Ainsi, la combinaison de Cranston et Miller dans All My Sons de ce dernier, sur un homme d’affaires apparemment respectable dont le jugement moral erroné a eu des répercussions fatales et impardonnables, était susceptible d’être mémorable. Et c’est le cas. Pourtant, c’est ce qui se passe autour du père de famille en ruine de Cranston, Joe Keller, qui rend le tout si intense.
Il s’ouvre sur une scène qui est normalement seulement décrite : Kate Keller hantée de Marianne Jean-Baptiste s’accrochant au pommier planté pour son fils pilote disparu Larry, alors qu’il tombe au sol dans une tempête. Les décors et les éclairages de Jan Versweyveld sont austères, bruns et éraflés. Il ne s’agit pas d’une maison de banlieue habituelle mais d’un terrain vague expressionniste, avec en son centre un grand portail où se tiennent des personnages avant d’apparaître.
D’autres signatures de van Hove sont également exposées, notamment la musique trop insistante dans la conception sonore de Tom Gibbons et des bribes de chansons entre les actes. Mais sa remarquable capacité à attiser les tensions, à tendre les relations au sein de la famille Keller jusqu’au point de rupture et à orchestrer les résultats est également évidente.
La pièce de Miller commence comme une étude du deuil, centrée sur le refus de Kate d’accepter que Larry soit mort et pas simplement porté disparu. Cependant, à mesure qu’il se construit, il devient quelque chose de différent : un réquisitoire angoissant de corruption et de faux dieux alors qu’un récit se déroule sur des culasses fêlées fournies par l’usine Keller, responsables de la mort de 23 pilotes de chasse pendant la Seconde Guerre mondiale.

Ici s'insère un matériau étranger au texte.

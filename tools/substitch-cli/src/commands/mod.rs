pub mod detect;
pub mod interactive;
pub mod stitch;

use substitch_common::DetectionConfig;

use crate::DetectionArgs;

/// Apply command-line overrides on top of the configured defaults.
pub fn detection_config(base: DetectionConfig, args: &DetectionArgs) -> DetectionConfig {
    DetectionConfig {
        bottom_pixels: args.bottom_pixels.unwrap_or(base.bottom_pixels),
        extra_space_ratio: args.extra_space_ratio.unwrap_or(base.extra_space_ratio),
        language: args.lang.unwrap_or(base.language),
    }
}

#[cfg(test)]
mod tests {
    use super::*;
    use substitch_common::SubtitleLanguage;

    #[test]
    fn test_overrides_win_over_config() {
        let args = DetectionArgs {
            lang: Some(SubtitleLanguage::English),
            bottom_pixels: None,
            extra_space_ratio: Some(0.25),
        };
        let config = detection_config(DetectionConfig::default(), &args);
        assert_eq!(config.language, SubtitleLanguage::English);
        assert_eq!(config.bottom_pixels, 150);
        assert!((config.extra_space_ratio - 0.25).abs() < 1e-12);
    }

    #[test]
    fn test_no_overrides_keeps_config() {
        let base = DetectionConfig {
            bottom_pixels: 90,
            ..DetectionConfig::default()
        };
        assert_eq!(detection_config(base, &DetectionArgs::default()), base);
    }
}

La crise survient lorsque la fille de Larry, Ann (Hayley Squires), qui vivait à côté, revient dans le quartier, déterminée à épouser son frère Colin (Paapa Essiedu), qui aime ses parents et vénère le sol sur lequel marche son père.

Van Hove se concentre avec une intensité laser sur la relation entre père et fils. Dans les premières scènes, alors que Joe semble être un gars populaire et ordinaire, Cranston a une qualité vaguement froissée, un sentiment de compréhension des problèmes de chacun. Il se moque d’Essiedu alors qu’ils s’affrontent sur les plans de Colin ; il y a un sentiment d’affection palpable entre eux. Alors que la scène et l’histoire s’assombrissent, ils s’affrontent face à face, engagés dans un combat qui les détruira tous les deux.

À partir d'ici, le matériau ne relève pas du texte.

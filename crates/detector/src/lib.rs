//! Substitch Detector: subtitle band localization
//!
//! Finds the subtitle band near the bottom of a video screenshot from
//! pixel-intensity statistics alone:
//! - **Row signal:** per-row standard deviation of luminance
//! - **Segmentation:** gap-tolerant grouping of text-like rows into blocks
//! - **Region detection:** bottom-anchored band search with bilingual split
//!
//! This crate is pure computation over decoded images. No text is ever
//! read; only the spatial presence of high-variance rows matters.

pub mod band;
pub mod region;
pub mod segment;
pub mod signal;

pub use band::{BandSource, Detection, SubtitleBand, TextBlock};
pub use region::SubtitleRegionDetector;
pub use segment::TextBlockSegmenter;
pub use signal::{luma_601, RowSignal, Threshold};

Essiedu est tout simplement superbe, s’appuyant sur la bonté essentielle de Colin, sa confiance dans un monde sur le point d’être détruit. Il est d’une douceur vigilante et Squires rend palpable le besoin d’Ann pour lui. Lorsque son frère George (Tom Glynn-Carney, filaire et passionné) arrive, van Hove et Versweyveld changent l’éclairage, de sorte que l’attention est soudainement austère et froide, brillant sur la vérité qui émerge, sur le public complice.
Il y a un moment merveilleux où, pendant un instant, il semble que George puisse lui aussi être ramené dans la société sédentaire qui l’entourait autrefois, et les lumières changent à nouveau à mesure que l’ambiance s’éclaircit ; puis Joe laisse échapper une seule phrase incriminante et le moment est définitivement perdu. La tragédie nous attend.
Soudain, le désespoir de Kate de croire que son fils est en vie prend tout son sens et, dans une performance tout à fait dévastatrice de désespoir discret et d’intention volontaire, Jean-Baptiste explique clairement pourquoi elle s’est accrochée à sa croyance. Cranston s’effondre, méconnaissable de la silhouette suave qui commandait son monde quelques heures auparavant.
Le sentiment de vies brisées est écrasant. Van Hove risque un grand geste mélodramatique à la fin, mais sa production n’en a pas besoin. Il a exigé que l’on y prête attention dès le début.